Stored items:
+++
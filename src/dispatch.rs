// Dispatch layer: turns parsed flags into one workflow run and reports a
// tagged outcome that `main` maps to an exit code.

use crate::cli::Cli;
use crate::comments::{delete_matching, fetch_all_comments};
use crate::model::{VideoId, VideoMetadata};
use crate::platform::VideoPlatform;
use crate::ui::{CommentReview, Console, DeleteMode};
use crate::upload::upload;
use anyhow::Result;
use std::io::Write;
use std::path::PathBuf;
use std::process::ExitCode;
use tracing::info;

pub const NO_MODE_MESSAGE: &str = "Please provide either --upload or --comments flag to use the script.";
pub const KEYWORDS_MESSAGE: &str = "Please provide keywords and use the --delete flag to delete them.";
pub const BOTH_MODES_MESSAGE: &str = "Please use either --upload or --comments, not both.";
pub const EMPTY_KEYWORD_MESSAGE: &str = "Keywords must not be empty strings.";
pub const DRY_RUN_CONFIRM_MESSAGE: &str = "Please use either --dry-run or --confirm, not both.";
pub const CONFIRM_TERMINAL_MESSAGE: &str = "--confirm needs an interactive terminal.";
pub const DELETED_MESSAGE: &str = "Comments containing the keywords have been deleted.";

/// A validated request, ready to run against the platform.
#[derive(Debug, Clone, PartialEq)]
pub enum Command {
    Upload {
        file: PathBuf,
        metadata: VideoMetadata,
    },
    ManageComments {
        video_id: String,
        keywords: Vec<String>,
        mode: DeleteMode,
    },
}

/// What one invocation did.
#[derive(Debug, Clone, PartialEq)]
pub enum Outcome {
    Uploaded(VideoId),
    /// Number of comments deleted.
    CommentsManaged(usize),
    UsageError(String),
}

/// Exit status for transport and configuration failures.
pub const FAILURE_STATUS: u8 = 1;
/// Exit status for flag combinations that were rejected before any request.
pub const USAGE_STATUS: u8 = 2;

impl Outcome {
    pub fn exit_status(&self) -> u8 {
        match self {
            Outcome::Uploaded(_) | Outcome::CommentsManaged(_) => 0,
            Outcome::UsageError(_) => USAGE_STATUS,
        }
    }

    pub fn exit_code(&self) -> ExitCode {
        ExitCode::from(self.exit_status())
    }
}

/// Check flag combinations. Nothing here touches the network.
pub fn plan(cli: &Cli) -> std::result::Result<Command, String> {
    match (&cli.upload, &cli.comments) {
        (Some(_), Some(_)) => Err(BOTH_MODES_MESSAGE.to_string()),
        (Some(file), None) => Ok(Command::Upload {
            file: file.clone(),
            metadata: VideoMetadata::new(
                cli.title.clone(),
                cli.description.clone(),
                cli.tags.clone(),
                cli.category.clone(),
                cli.privacy,
            ),
        }),
        (None, Some(video_id)) => {
            let keywords = cli.keywords.clone().unwrap_or_default();
            if keywords.is_empty() || !cli.delete {
                return Err(KEYWORDS_MESSAGE.to_string());
            }
            if keywords.iter().any(|keyword| keyword.is_empty()) {
                return Err(EMPTY_KEYWORD_MESSAGE.to_string());
            }
            let mode = match (cli.dry_run, cli.confirm) {
                (true, true) => return Err(DRY_RUN_CONFIRM_MESSAGE.to_string()),
                (true, false) => DeleteMode::DryRun,
                (false, true) => DeleteMode::Confirm,
                (false, false) => DeleteMode::Immediate,
            };
            Ok(Command::ManageComments {
                video_id: video_id.clone(),
                keywords,
                mode,
            })
        }
        (None, None) => Err(NO_MODE_MESSAGE.to_string()),
    }
}

/// Validate `cli`, then connect and run the selected workflow. Usage
/// problems are printed and returned as `Outcome::UsageError` before
/// `connect` is called.
pub fn dispatch<P, C, W>(cli: &Cli, connect: C, console: &mut Console<W>) -> Result<Outcome>
where
    P: VideoPlatform,
    C: FnOnce() -> Result<P>,
    W: Write,
{
    let command = match plan(cli).and_then(|command| check_console(command, console)) {
        Ok(command) => command,
        Err(message) => {
            console.guidance(&message);
            return Ok(Outcome::UsageError(message));
        }
    };
    let platform = connect()?;
    run(&platform, command, console)
}

// Confirmation prompts cannot be answered without a terminal, so reject the
// mode before anything is fetched.
fn check_console<W: Write>(
    command: Command,
    console: &Console<W>,
) -> std::result::Result<Command, String> {
    match &command {
        Command::ManageComments {
            mode: DeleteMode::Confirm,
            ..
        } if !console.can_prompt() => Err(CONFIRM_TERMINAL_MESSAGE.to_string()),
        _ => Ok(command),
    }
}

fn dry_run_summary(matched: usize) -> String {
    let (noun, verb) = if matched == 1 {
        ("comment", "contains")
    } else {
        ("comments", "contain")
    };
    format!("{matched} {noun} {verb} the keywords; nothing was deleted (dry run).")
}

/// Run an already validated command and print its results to `console`.
pub fn run<P, W>(platform: &P, command: Command, console: &mut Console<W>) -> Result<Outcome>
where
    P: VideoPlatform + ?Sized,
    W: Write,
{
    match command {
        Command::Upload { file, metadata } => {
            console.start_upload(&file);
            let result = upload(platform, &metadata, &file, |progress| console.progress(progress));
            console.finish_progress();
            let id = result?;
            console.uploaded(&id);
            Ok(Outcome::Uploaded(id))
        }
        Command::ManageComments {
            video_id,
            keywords,
            mode,
        } => {
            console.start_spinner("Fetching comments...");
            let fetched = fetch_all_comments(platform, &video_id);
            console.finish_progress();
            let comments = fetched?;

            let mut review = CommentReview::new(console, mode);
            let deleted = delete_matching(platform, &comments, &keywords, &mut review)?;
            let matched = review.matched;
            info!(video_id = %video_id, matched, deleted, "comment review finished");

            if mode == DeleteMode::DryRun {
                console.line(&dry_run_summary(matched));
            } else {
                console.line(DELETED_MESSAGE);
            }
            Ok(Outcome::CommentsManaged(deleted))
        }
    }
}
+++
INSTRUCTIONS TO FOLLOW
Show the lines of the records that contain the word "provide".

OUTPUT FOR THIS EXERCISE
pub const NO_MODE_MESSAGE: &str = "Please provide either --upload or --comments flag to use the script.";
pub const KEYWORDS_MESSAGE: &str = "Please provide keywords and use the --delete flag to delete them.";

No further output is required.